5. On the evidence on the record, I cannot however hold that the debutter made by Ex. 1 was illusory. Kanak Moni had established the deities and in 1852 had executed a formal deed by which she made permanent provision for the worship of the deities. She had established the idols in the house. By Ex. 1 which was executed seven years later, she expressly made the said house the property of the idols. In this document she recites that she had been carrying on the worship in accordance with the provisions of her deed of endowment of 1852. I do not see why these recitals in an ancient document should, in the absence of any evidence to the contrary, be brushed aside. Kanak Moni was a pious Hindu widow of a Brahmin family of affluent means. She was the daughter of a pious man, a Brojobashi. She had removed from Kul-gachi to Bally, a place on the banks of the holy river Bhagirathi (River Hooghly). She had no debts and no motive to create a fictitious debutter. More than six substantial temples were built in the said house (the reasonable inference is that she built them) and the idols were located there. In these circumstances, in the absence of any evidence to the contrary, the onus being on the defendants, I cannot but hold that the debutter created by Ex. 1 was a genuine debutter and that on the principles formulated in Har Narayan v. Sarja Kunwari AIR 1921 PC 20 it was an absolute one, the money allowance reserved for the personal benefit of Brojo Kumari who was not the shebait being very small and comparatively an insignificant amount. The fact that she made Uday the shebait and excluded her heirs from the office was not unnatural. Her eldest son was a lunatic and without issue and her relations with her son Jadu were not happy. No doubt in 1852 her differences with him were composed but only for a short time, for in 1854 she had to sue Jadu to recover the dues on the mortgage. On these facts I hold that the house at Bally which is item 2 of property in suit was the absolute property of the deities.
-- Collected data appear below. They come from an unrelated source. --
//! Governance control plane
//!
//! Ownership, pause and self-upgrade are separate capabilities composed into
//! the registry aggregate rather than layered through inheritance. Every
//! operation here is owner-only.

pub mod ownership;
pub mod pause;
pub mod upgrade;

pub use ownership::OwnershipGate;
pub use pause::PauseGate;
pub use upgrade::UpgradeSlot;

use crate::abi::{self, GovernanceCall};
use crate::error::{LaunchpadError, LaunchpadResult};
use crate::launchpad::Launchpad;
use launch_types::Address;

impl Launchpad {
    fn only_owner(&self, caller: Address) -> LaunchpadResult<()> {
        self.registry()?.ownership.only_owner(caller)
    }

    pub fn pause(&mut self, caller: Address) -> LaunchpadResult<()> {
        self.atomically(|lp| lp.pause_inner(caller))
    }

    pub fn unpause(&mut self, caller: Address) -> LaunchpadResult<()> {
        self.atomically(|lp| lp.unpause_inner(caller))
    }

    /// Swap the reserved-family implementation behind every instance
    pub fn upgrade_token(&mut self, caller: Address, new_implementation: Address) -> LaunchpadResult<()> {
        self.atomically(|lp| lp.upgrade_token_inner(caller, new_implementation))
    }

    /// Swap the reserveless-family implementation and re-point its beacon
    pub fn upgrade_token_reserveless(
        &mut self,
        caller: Address,
        new_implementation: Address,
    ) -> LaunchpadResult<()> {
        self.atomically(|lp| lp.upgrade_token_reserveless_inner(caller, new_implementation))
    }

    pub fn set_contract_center(&mut self, caller: Address, contract_center: Address) -> LaunchpadResult<()> {
        self.atomically(|lp| lp.set_contract_center_inner(caller, contract_center))
    }

    pub fn transfer_ownership(&mut self, caller: Address, new_owner: Address) -> LaunchpadResult<()> {
        self.atomically(|lp| lp.transfer_ownership_inner(caller, new_owner))
    }

    pub fn renounce_ownership(&mut self, caller: Address) -> LaunchpadResult<()> {
        self.atomically(|lp| lp.renounce_ownership_inner(caller))
    }

    /// Replace the control plane's own implementation
    ///
    /// Non-empty `init_calldata` must encode one governance call; it runs with
    /// the caller's authority inside the same atomic step.
    pub fn upgrade(
        &mut self,
        caller: Address,
        new_implementation: Address,
        init_calldata: &[u8],
    ) -> LaunchpadResult<()> {
        self.atomically(|lp| {
            lp.only_owner(caller)?;
            UpgradeSlot::new(lp.address).upgrade_to(&mut lp.ledger, new_implementation)?;
            lp.emit(abi::upgraded(new_implementation));
            log_governance!("Control plane upgraded to {:?}", new_implementation);

            if !init_calldata.is_empty() {
                let call = GovernanceCall::decode(init_calldata)?;
                lp.dispatch(caller, call)?;
            }
            Ok(())
        })
    }

    /// Execute a decoded governance call as `caller`
    pub fn dispatch(&mut self, caller: Address, call: GovernanceCall) -> LaunchpadResult<()> {
        match call {
            GovernanceCall::Pause => self.pause_inner(caller),
            GovernanceCall::Unpause => self.unpause_inner(caller),
            GovernanceCall::SetContractCenter(a) => self.set_contract_center_inner(caller, a),
            GovernanceCall::UpgradeToken(a) => self.upgrade_token_inner(caller, a),
            GovernanceCall::UpgradeTokenReserveless(a) => {
                self.upgrade_token_reserveless_inner(caller, a)
            }
            GovernanceCall::TransferOwnership(a) => self.transfer_ownership_inner(caller, a),
            GovernanceCall::RenounceOwnership => self.renounce_ownership_inner(caller),
        }
    }

    fn pause_inner(&mut self, caller: Address) -> LaunchpadResult<()> {
        self.only_owner(caller)?;
        self.registry_mut()?.pause.pause()?;
        tracing::info!("{} Launchpad paused", crate::logging::LogEmoji::PAUSE);
        Ok(())
    }

    fn unpause_inner(&mut self, caller: Address) -> LaunchpadResult<()> {
        self.only_owner(caller)?;
        self.registry_mut()?.pause.unpause()?;
        tracing::info!("{} Launchpad resumed", crate::logging::LogEmoji::RESUME);
        Ok(())
    }

    fn upgrade_token_inner(&mut self, caller: Address, new_implementation: Address) -> LaunchpadResult<()> {
        self.only_owner(caller)?;
        if new_implementation.is_zero() {
            return Err(LaunchpadError::InvalidAddress);
        }
        let registry = self.registry_mut()?;
        let old = std::mem::replace(&mut registry.reserved_implementation, new_implementation);
        self.emit(abi::token_upgraded(old, new_implementation));
        log_governance!("Reserved family {:?} -> {:?}", old, new_implementation);
        Ok(())
    }

    fn upgrade_token_reserveless_inner(
        &mut self,
        caller: Address,
        new_implementation: Address,
    ) -> LaunchpadResult<()> {
        self.only_owner(caller)?;
        if new_implementation.is_zero() {
            return Err(LaunchpadError::InvalidAddress);
        }
        let beacon = self.registry()?.reserveless_beacon;
        self.ledger
            .upgrade_beacon(self.address, beacon, new_implementation)?;

        let registry = self.registry_mut()?;
        let old = std::mem::replace(&mut registry.reserveless_implementation, new_implementation);
        self.emit(abi::token_reserveless_upgraded(old, new_implementation));
        log_governance!("Reserveless family {:?} -> {:?}", old, new_implementation);
        Ok(())
    }

    fn set_contract_center_inner(&mut self, caller: Address, contract_center: Address) -> LaunchpadResult<()> {
        self.only_owner(caller)?;
        self.registry_mut()?.contract_center = contract_center;
        Ok(())
    }

    fn transfer_ownership_inner(&mut self, caller: Address, new_owner: Address) -> LaunchpadResult<()> {
        let previous = self
            .registry_mut()?
            .ownership
            .transfer_ownership(caller, new_owner)?;
        self.emit(abi::ownership_transferred(previous, new_owner));
        log_governance!("Ownership {:?} -> {:?}", previous, new_owner);
        Ok(())
    }

    fn renounce_ownership_inner(&mut self, caller: Address) -> LaunchpadResult<()> {
        let previous = self.registry_mut()?.ownership.renounce_ownership(caller)?;
        self.emit(abi::ownership_transferred(previous, Address::zero()));
        log_governance!("Ownership renounced by {:?}", previous);
        Ok(())
    }
}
6. Two further questions arise, namely : (1) whether the title of the idols have been extinguished by adverse possession; and (2) whether the properties were by acts of the members of the family converted into secular property. On the view I am taking on the first of the aforesaid questions, the second question does not arise my view being that long before 1894 the title of the idols to the house had been extinguished by adverse possession. The facts bearing upon the question of adverse possession can be summarized as follows: Kanak Moni died on 3rd January 1865. On her death, Uday became shebait according to the tenor of the deed of endowment Ex, 1, but he was not allowed by the descendants of Kanak Moni to exercise any acts of possession over the debutter properties or to perform the sheba of the idols. He was excluded from the debutter properties and from his office. He lived up to the year 1895. Shortly after the death of Kanak Moni, Muktokeshi made an application to the District Judge of Burdwan under Act 35 of 1858 for adjudging her husband Sreenath a lunatic. The inquisition was held and the properties of Sreenath were made over by the learned District Judge to the Collector of Dinajpur as representing the Court of Wards. This was apparently under Section 11 of the said Act. The properties so made over included the house in suit. The Collector took possession in August 1873 and remained in possession till 1st February 1898 (Ex. L-II .279). There is no evidence that Jadu who died in 1876 or anybody else assumed the functions of shebait of the endowment created by Kanak Moni after Kanak Moni's death or were in possession of the properties dedicated by her in acknowledgment of the idol's title. Three witnesses have been examined by the plaintiff. All the three persons say that the idol's pujas were performed by the descendants of Kanak Moni. That is usual in a Hindu household, for no Hindu would neglect the actual puja, i.e. neglect to offer bhog and flowers to deities located in the house where he is residing. The pujas would be offered whether the idols have property or not. The offering of pujaa would not necessarily lead to the inference that it was done in acknowledgment of the idol's title to endowed properties. Of these witnesses, Probodh Chandra Mukherjee who was only 63 years old in 1933 said Jadu acted as shebait. He was only about five years old when Jadu died and is therefore not competent to speak on the subject.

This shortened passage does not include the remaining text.